The germs isolated from the first fatal case of pulmonary anthrax in Florida were indistinguishable from those from Fort Detrick, Maryland, and Portón Down, Britain. 1 This further suggests that the anthrax attacks could have links to a sophisticated government biodefense program.
After the mailings, the U.S., Canadian, British, French, Israeli, and German governments all pledged to invest more money in civilian and military biodefense programs. In his 2003 budget proposal, President George W. Bush asked Congress to commit almost $6 billion of the discretionary budget to biodefense activities. In addition to buying and developing vaccines and drugs, much of the money is likely to be targeted at building a national infrastructure for detecting and treating infectious diseases. 2
These increased investments in biodefense are troubling for two reasons. First, last July the United States walked away from efforts to strengthen the compliance and verification protocol of the Biological and Toxin Weapons Convention (BWC). Citing doubts about the ability to verify treaty compliance, the administration refused to sign the protocol. The administration was also concerned about its potential impact on U.S. defensive biowar-fare research, and worried that pharmaceutical industry trade secrets would be jeopardized by an intrusive inspection regime.

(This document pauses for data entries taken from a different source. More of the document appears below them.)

//! Argument validation and default filling against a tool's JSON Schema.
//!
//! Covers the subset of JSON Schema tool parameters use in practice: object
//! type, `required`, per-property `type` and `enum`, nested objects, array
//! `items` types and `default` values.

use serde_json::Value;

/// Validate tool arguments against a JSON Schema.
///
/// Returns `Err(message)` describing the first violation found. The message
/// names the offending path (`field 'address.zip'`).
pub fn validate_arguments(args: &Value, schema: &Value) -> Result<(), String> {
    validate_at(args, schema, "")
}

fn validate_at(value: &Value, schema: &Value, path: &str) -> Result<(), String> {
    if let Some(expected) = schema.get("type").and_then(Value::as_str) {
        if !value_matches_type(value, expected) {
            return Err(if path.is_empty() {
                format!("expected {expected} arguments, got {}", json_type_name(value))
            } else {
                format!(
                    "field '{path}' expected type '{expected}', got {}",
                    json_type_name(value)
                )
            });
        }
    }

    if let Some(allowed) = schema.get("enum").and_then(Value::as_array) {
        if !allowed.contains(value) {
            return Err(format!("field '{path}' must be one of {}", Value::from(allowed.clone())));
        }
    }

    if let Some(obj) = value.as_object() {
        if let Some(required) = schema.get("required").and_then(Value::as_array) {
            for name in required.iter().filter_map(Value::as_str) {
                if !obj.contains_key(name) {
                    return Err(format!("missing required field '{}'", join(path, name)));
                }
            }
        }
        if let Some(properties) = schema.get("properties").and_then(Value::as_object) {
            for (key, field) in obj {
                if let Some(prop_schema) = properties.get(key) {
                    validate_at(field, prop_schema, &join(path, key))?;
                }
            }
        }
    }

    if let (Some(items), Some(item_schema)) = (value.as_array(), schema.get("items")) {
        for (index, item) in items.iter().enumerate() {
            validate_at(item, item_schema, &format!("{path}[{index}]"))?;
        }
    }

    Ok(())
}

/// Fill absent properties that declare a `default`, recursing into nested
/// objects that are present.
pub fn apply_defaults(args: &mut Value, schema: &Value) {
    let (Some(obj), Some(properties)) = (
        args.as_object_mut(),
        schema.get("properties").and_then(Value::as_object),
    ) else {
        return;
    };
    for (key, prop_schema) in properties {
        match obj.get_mut(key) {
            Some(existing) => apply_defaults(existing, prop_schema),
            None => {
                if let Some(default) = prop_schema.get("default") {
                    obj.insert(key.clone(), default.clone());
                }
            }
        }
    }
}

fn join(path: &str, key: &str) -> String {
    if path.is_empty() {
        key.to_string()
    } else {
        format!("{path}.{key}")
    }
}

fn value_matches_type(value: &Value, expected: &str) -> bool {
    match expected {
        "string" => value.is_string(),
        "number" => value.is_number(),
        "integer" => value.is_i64() || value.is_u64(),
        "boolean" => value.is_boolean(),
        "object" => value.is_object(),
        "array" => value.is_array(),
        "null" => value.is_null(),
        _ => true,
    }
}

fn json_type_name(value: &Value) -> &'static str {
    match value {
        Value::Null => "null",
        Value::Bool(_) => "boolean",
        Value::Number(_) => "number",
        Value::String(_) => "string",
        Value::Array(_) => "array",
        Value::Object(_) => "object",
    }
}
//! Tool parameter schemas and tool outputs.

use serde::{Deserialize, Serialize};
use serde_json::{Map, Value};

/// JSON Schema-based parameter definition for a tool.
#[derive(Debug, Clone, Serialize, Deserialize, PartialEq)]
pub struct ToolParameters {
    /// JSON Schema object describing the parameters.
    pub schema: Value,
}

impl ToolParameters {
    /// Create from a raw JSON Schema value.
    pub fn from_schema(schema: Value) -> Self {
        Self { schema }
    }

    /// An object schema with no parameters.
    pub fn empty() -> Self {
        Self {
            schema: serde_json::json!({
                "type": "object",
                "properties": {},
                "required": [],
            }),
        }
    }

    /// Start building an object schema.
    pub fn object() -> ParameterBuilder {
        ParameterBuilder {
            properties: Map::new(),
            required: Vec::new(),
        }
    }
}

/// Builder for constructing tool parameter schemas.
pub struct ParameterBuilder {
    properties: Map<String, Value>,
    required: Vec<String>,
}

impl ParameterBuilder {
    fn property(mut self, name: impl Into<String>, schema: Value, required: bool) -> Self {
        let name = name.into();
        self.properties.insert(name.clone(), schema);
        if required {
            self.required.push(name);
        }
        self
    }

    pub fn string(self, name: impl Into<String>, description: impl Into<String>, required: bool) -> Self {
        let schema = serde_json::json!({ "type": "string", "description": description.into() });
        self.property(name, schema, required)
    }

    pub fn number(self, name: impl Into<String>, description: impl Into<String>, required: bool) -> Self {
        let schema = serde_json::json!({ "type": "number", "description": description.into() });
        self.property(name, schema, required)
    }

    pub fn integer(self, name: impl Into<String>, description: impl Into<String>, required: bool) -> Self {
        let schema = serde_json::json!({ "type": "integer", "description": description.into() });
        self.property(name, schema, required)
    }

    pub fn boolean(self, name: impl Into<String>, description: impl Into<String>, required: bool) -> Self {
        let schema = serde_json::json!({ "type": "boolean", "description": description.into() });
        self.property(name, schema, required)
    }

    /// Add an enum (string) property.
    pub fn string_enum(
        self,
        name: impl Into<String>,
        description: impl Into<String>,
        values: &[&str],
        required: bool,
    ) -> Self {
        let schema = serde_json::json!({
            "type": "string",
            "description": description.into(),
            "enum": values,
        });
        self.property(name, schema, required)
    }

    /// Add an array property whose items have the given JSON type.
    pub fn array(
        self,
        name: impl Into<String>,
        description: impl Into<String>,
        item_type: &str,
        required: bool,
    ) -> Self {
        let schema = serde_json::json!({
            "type": "array",
            "description": description.into(),
            "items": { "type": item_type },
        });
        self.property(name, schema, required)
    }

    /// Attach a default to a previously added property. Defaults are filled in
    /// before the tool body runs.
    pub fn default_value(mut self, name: &str, value: Value) -> Self {
        if let Some(Value::Object(prop)) = self.properties.get_mut(name) {
            prop.insert("default".into(), value);
        }
        self
    }

    pub fn build(self) -> ToolParameters {
        ToolParameters {
            schema: serde_json::json!({
                "type": "object",
                "properties": self.properties,
                "required": self.required,
            }),
        }
    }
}

/// A partial update to the thread's custom state, returned by a tool.
#[derive(Debug, Clone, Default, PartialEq, Serialize, Deserialize)]
pub struct StateUpdate {
    /// Fields merged into state, last write wins per field.
    pub fields: Map<String, Value>,
    /// Content of the tool result recorded in the log.
    pub content: String,
}

impl StateUpdate {
    pub fn new(content: impl Into<String>) -> Self {
        Self {
            fields: Map::new(),
            content: content.into(),
        }
    }

    pub fn set(mut self, key: impl Into<String>, value: Value) -> Self {
        self.fields.insert(key.into(), value);
        self
    }
}

/// What a tool body produces.
#[derive(Debug, Clone, PartialEq, Serialize, Deserialize)]
#[serde(tag = "kind", rename_all = "snake_case")]
pub enum ToolOutput {
    /// Plain value; strings are recorded verbatim, other JSON serialized.
    Value { value: Value },
    /// State mutation plus result content.
    Update(StateUpdate),
    /// Failure recorded as an error result.
    Error { message: String },
}

impl ToolOutput {
    pub fn value(value: impl Into<Value>) -> Self {
        Self::Value {
            value: value.into(),
        }
    }

    pub fn error(message: impl Into<String>) -> Self {
        Self::Error {
            message: message.into(),
        }
    }

    pub fn is_error(&self) -> bool {
        matches!(self, Self::Error { .. })
    }

    /// Text recorded as the tool result content.
    pub fn content(&self) -> String {
        match self {
            Self::Value {
                value: Value::String(text),
            } => text.clone(),
            Self::Value { value } => value.to_string(),
            Self::Update(update) => update.content.clone(),
            Self::Error { message } => message.clone(),
        }
    }
}

impl From<Value> for ToolOutput {
    fn from(value: Value) -> Self {
        Self::Value { value }
    }
}

impl From<StateUpdate> for ToolOutput {
    fn from(update: StateUpdate) -> Self {
        Self::Update(update)
    }
}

Second, an increase in the bio-defense infrastructure, including the creation of new vaccines, could have the unintended consequence of making the country less, not more, secure.
A fool's paradise
The bioweapons treaty bans the development or production of agents and toxins, as well as the means to deliver them “for hostile purposes or in armed conflict,” yet permits research for “prophylactic, protective, or other peaceful purposes.” But what constitutes permissible defensive research under the treaty remains undefined. As a consequence, there is a growing risk that defensive research—and the knowledge base and infrastructure that support it—may have unintended effects.
Defensive research could act as a smokescreen for offensive military programs. There is ample precedent for this. Iraq, which signed but did not ratify the BWC in 1972, claimed for years that it was engaged in purely defensive bioweapons research, until a defector in 1995 disproved the “official” story. The Soviet Union signed and ratified the treaty in 1972—and from that point on engaged in a massive offensive bioweapons program, claiming it was defensive, until Boris Yeltsin admitted the truth in 1992. And Japan's Unit 731, an offensive biowarfare program of the 1930s and 1940s, was officially described as an “epidemic prevention and water supply unit.”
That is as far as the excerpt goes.